Your assignment -
Pull every line with "SendError" from the data.

═════ Data provided

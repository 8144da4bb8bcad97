use axum::{
    Json,
    extract::rejection::BytesRejection,
    http::StatusCode,
    response::{IntoResponse, Response},
};
use hickup_intake::IntakeError;
use hickup_notification::SendError;
use serde_json::json;
use thiserror::Error;

pub const MISSING_FIELDS_MESSAGE: &str = "Name, email, and message are required";
pub const SEND_FAILED_MESSAGE: &str = "Failed to send email";
pub const SERVER_ERROR_MESSAGE: &str = "Server error";

#[derive(Error, Debug)]
pub enum AppError {
    #[error("Intake error: {0}")]
    Intake(#[from] IntakeError),

    #[error("Email provider error: {0}")]
    SendFailed(#[from] SendError),

    #[error("Internal server error: {0}")]
    Server(String),
}

impl From<serde_json::Error> for AppError {
    fn from(err: serde_json::Error) -> Self {
        AppError::Server(err.to_string())
    }
}

impl From<BytesRejection> for AppError {
    fn from(err: BytesRejection) -> Self {
        AppError::Server(err.body_text())
    }
}

impl IntoResponse for AppError {
    fn into_response(self) -> Response {
        let (status_code, message) = match self {
            AppError::Intake(IntakeError::MissingRequired) => {
                (StatusCode::BAD_REQUEST, MISSING_FIELDS_MESSAGE)
            }
            AppError::Intake(IntakeError::Render(e)) => {
                tracing::error!("Server error: {e}");
                (StatusCode::INTERNAL_SERVER_ERROR, SERVER_ERROR_MESSAGE)
            }
            AppError::SendFailed(e) => {
                tracing::error!("Email provider error: {e}");
                (StatusCode::INTERNAL_SERVER_ERROR, SEND_FAILED_MESSAGE)
            }
            AppError::Server(e) => {
                tracing::error!("Server error: {e}");
                (StatusCode::INTERNAL_SERVER_ERROR, SERVER_ERROR_MESSAGE)
            }
        };

        (status_code, Json(json!({ "error": message }))).into_response()
    }
}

══════════

Expected answer -
use hickup_notification::SendError;
    SendFailed(#[from] SendError),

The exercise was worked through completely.